China Dolls: A Novel
- By Lisa See
- Random House
- 400 pp.
- Reviewed by Christine Rath
- July 17, 2014
Three young women make their way as dancers in the Chinese entertainment world of mid-20th-century America.
From the first page, Lisa See’s China Dolls is an engaging work of historical fiction. Three young women — Grace, Helen, and Ruby — meet in San Francisco in 1938. One is a trained dancer, another a born entertainer, and the third a loyal duty-bound daughter. Though, in the first few pages, these characters may seem recognizable, and one might take their dynamic for a predictable one, neither of these things proves true in China Dolls. See’s heroines surprise in just the right amount and fulfill expectations when that is exactly what a reader needs. They grow from sketches on the page to people whose concerns will invade the reader’s thoughts. Grace, Helen, Ruby, and the characters that orbit around them have a life beyond the page.
The book opens in San Francisco in 1938 from the point of view of Grace, our dancer, who has run away from her abusive father in Ohio to look for work on Treasure Island, the location of San Francisco’s 1939 World’s Fair. Thwarted at Treasure Island, Grace heads to Chinatown, where she meets Helen, a young woman from a traditional Chinese family who occupies a compound in Chinatown. Helen leads Grace to The Forbidden City — a nightclub that is opening up in the “Occidental” part of town — where they both meet Ruby, a charismatic and sexy entertainer with gardenias in her hair.
All three audition at the Forbidden City and as the book progresses we see that theirs is a dance that spans decades as they come together, break apart, come together again and drift away from each other, all the while remaining connected. See’s point-of-view shifts — from Grace to Helen to Ruby — are artful and easy. Each character’s voice is distinct and recognizable throughout. Though on occasion certain plot turns feel sudden, the moves serve to drive the story forward.
The years that China Dolls spans are important not only for Grace, Helen, and Ruby, but also for the world. Through the eyes of the entertainers at the Forbidden City, the reader witnesses the last years of depression, the class struggles within and outside of Chinese culture in America, the emergence of the movie star, the last whimpers of vaudeville, the violent tensions between China and Japan, and finally World War II and its consequences for all our characters — most notably the conditions of Japanese internment camps across the United States. China Dolls highlights the racial struggles from the point of view of three deftly drawn characters. Their lives, though different, are woven together by common experience, overlapping traditions, and an ever-present sense of the boundaries of the Western and Eastern worlds.
Particularly compelling are the years spent traveling the country on the “Chop-suey Circuit” and in New York.
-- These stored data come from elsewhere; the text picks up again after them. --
use crate::domain::event::{CaseTarget, Event, EventName};
use crate::domain::process::{ProcessDefinition, ProcessName};
use crate::domain::step::StepName;
use crate::domain::transition::TransitionTarget;
use crate::CoreError;
use chrono::{DateTime, Utc};
use serde::{Deserialize, Serialize};
use tracing::{info, trace};
use uuid::Uuid;

string_id!(
    /// Value object: Case ID
    CaseId
);

/// Case status
#[derive(Debug, Clone, Copy, PartialEq, Eq, Serialize, Deserialize)]
pub enum CaseStatus {
    /// Case is moving through the process
    Open,

    /// Case reached the end of the process
    Closed,
}

/// One entry in a case's step history
#[derive(Debug, Clone, PartialEq, Eq, Serialize, Deserialize)]
pub struct StepChange {
    /// Step the case left, `None` when the case was started
    pub from: Option<StepName>,

    /// Where the case went
    pub to: TransitionTarget,

    /// Event that caused the change
    pub event: EventName,

    /// When it happened
    pub at: DateTime<Utc>,
}

/// Result of offering an event to a case
#[derive(Debug, Clone, PartialEq, Eq, Serialize, Deserialize)]
pub enum TransitionOutcome {
    /// No transition applies; the case is unchanged
    Ignored,

    /// The case moved to another step
    Moved {
        /// Previous step
        from: StepName,
        /// New step
        to: StepName,
    },

    /// The case reached `end` and is now closed
    Closed {
        /// Step the case was at when it closed
        from: StepName,
    },
}

impl TransitionOutcome {
    /// Whether the case was changed and must be saved
    pub fn is_change(&self) -> bool {
        !matches!(self, TransitionOutcome::Ignored)
    }
}

/// Aggregate: a case bound to a business process.
///
/// `current_step` is the only state the process mutates. It is `None`
/// until the case is started and always names a registered step after,
/// including once the case is closed.
#[derive(Debug, Clone, PartialEq, Serialize, Deserialize)]
pub struct Case {
    /// Unique identifier
    pub id: CaseId,

    /// Process the case belongs to
    pub process: ProcessName,

    /// Application form the case was opened for, if any
    pub application_form_id: Option<String>,

    /// Current step
    pub current_step: Option<StepName>,

    /// Current status
    pub status: CaseStatus,

    /// Step history, oldest first
    pub history: Vec<StepChange>,

    /// Creation timestamp
    pub created_at: DateTime<Utc>,

    /// Last updated timestamp
    pub updated_at: DateTime<Utc>,
}

impl Case {
    /// Create a new, unstarted case
    pub fn new(process: impl Into<ProcessName>) -> Self {
        let now = Utc::now();
        Self {
            id: CaseId(Uuid::new_v4().to_string()),
            process: process.into(),
            application_form_id: None,
            current_step: None,
            status: CaseStatus::Open,
            history: Vec::new(),
            created_at: now,
            updated_at: now,
        }
    }

    /// Bind the case to an application form
    pub fn for_application_form(mut self, form_id: impl Into<String>) -> Self {
        self.application_form_id = Some(form_id.into());
        self
    }

    /// Whether an event target refers to this case
    pub fn matches(&self, target: &CaseTarget) -> bool {
        match target {
            CaseTarget::Case(id) => &self.id == id,
            CaseTarget::ApplicationForm(form_id) => {
                self.application_form_id.as_deref() == Some(form_id.as_str())
            }
        }
    }

    /// Whether the case has been closed
    #[inline]
    pub fn is_closed(&self) -> bool {
        self.status == CaseStatus::Closed
    }

    /// Whether the case has been started
    #[inline]
    pub fn is_started(&self) -> bool {
        self.current_step.is_some() || self.is_closed()
    }

    /// Put a freshly created case at the process's initial step
    pub fn start_from_event(
        &mut self,
        definition: &ProcessDefinition,
        event: &Event,
    ) -> Result<(), CoreError> {
        if self.is_started() {
            return Err(CoreError::InvalidEvent(format!(
                "Case {} has already been started",
                self.id
            )));
        }

        let initial = definition.initial_step().ok_or_else(|| {
            CoreError::ConfigurationError(format!(
                "Process {} has no start step",
                definition.name()
            ))
        })?;

        self.current_step = Some(initial.clone());
        self.record_change(None, TransitionTarget::Step(initial.clone()), event);

        info!(
            process = %definition.name(),
            case_id = %self.id,
            step = %initial,
            "Case started"
        );
        Ok(())
    }

    /// Apply the transition table to this case for the given event.
    ///
    /// Absence of a matching `(current_step, event)` rule is not an error.
    pub fn transition_to_next_step(
        &mut self,
        definition: &ProcessDefinition,
        event: &Event,
    ) -> TransitionOutcome {
        if self.is_closed() {
            trace!(case_id = %self.id, event = %event.name, "Ignoring event for closed case");
            return TransitionOutcome::Ignored;
        }

        let Some(current) = self.current_step.clone() else {
            trace!(case_id = %self.id, event = %event.name, "Ignoring event for unstarted case");
            return TransitionOutcome::Ignored;
        };

        let Some(target) = definition.transitions().lookup(&current, &event.name).cloned() else {
            trace!(
                case_id = %self.id,
                step = %current,
                event = %event.name,
                "No transition for event at current step"
            );
            return TransitionOutcome::Ignored;
        };

        self.record_change(Some(current.clone()), target.clone(), event);

        match target {
            TransitionTarget::End => {
                self.status = CaseStatus::Closed;
                info!(case_id = %self.id, from = %current, event = %event.name, "Case closed");
                TransitionOutcome::Closed { from: current }
            }
            TransitionTarget::Step(to) => {
                self.current_step = Some(to.clone());
                info!(
                    case_id = %self.id,
                    from = %current,
                    to = %to,
                    event = %event.name,
                    "Case moved"
                );
                TransitionOutcome::Moved { from: current, to }
            }
        }
    }

    fn record_change(&mut self, from: Option<StepName>, to: TransitionTarget, event: &Event) {
        let now = Utc::now();
        self.history.push(StepChange {
            from,
            to,
            event: event.name.clone(),
            at: now,
        });
        self.updated_at = now;
    }
}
While in San Francisco life inside the Forbidden City comes alive, it is on the East Coast that our characters are thrown into situations in which they are admired, reviled and fetishized for their ethnicity. Their differing internal dialogue about such incidents — informed by their varied backgrounds — makes for a balanced view of life as an Asian American in the 1940s. While these three characters can by no stretch cover the vast experiences of the Chinese and Japanese in the U.S. during and after World War II, they will pique the reader’s interest.
See’s characters are largely based on real Chinese personalities of the 1940s stage and screen. It’s clear to readers of China Dolls that See has immersed herself in this history. Her fascination and delight with the era and its stars seeps through every page. She is at her best when describing Eddie Wong as he dances: “His hair was slicked back with pomade, but his athletic steps — rattling now foot over foot across the front of the stage — caused strands to break loose and flop across his forehead.” Or Ruby Tom’s flirtatious reaction when reporters asked her if she was really naked beneath her bubble: “Ruby’s laugh filled the room like tinkling crystal. ‘That’s for me to know and you to find out! You boys need to go to your table now!’”
From the snappy banter like “What’s cooking?” and “little minx” — to the detailed descriptions of the girls’ clothes and costumes, China Dolls enfolds the reader in the era. Throughout the book, the entertainment industry in the 1940s captivates and delights. It feels real, it feels right.
One look at See’s extensive acknowledgements and it is clear that the author herself was enthralled by her historical subjects. Her devotion to the individuals who inspired China Dolls infuses the book with a vitality that makes reading it an absolute joy. The characters encountered in China Dolls beguile and linger in the mind long after the last line has been read. See’s deft portrayal will pique the interest of many a reader and encourage a deeper look into the Chinese-America experience in the early to mid-twentieth century. And that is one of the greatest achievements a work historical fiction can strive to fulfill.
Christine Rath is a writer (and sometime animal painter). Her work can be found in the Brooklyn Review, Magazine Forté, the Trout Family Almanac, and on her blog, where she was recently “Freshly Pressed” for a piece about the annoying things people say to pregnant ladies. She has an MFA from Brooklyn College.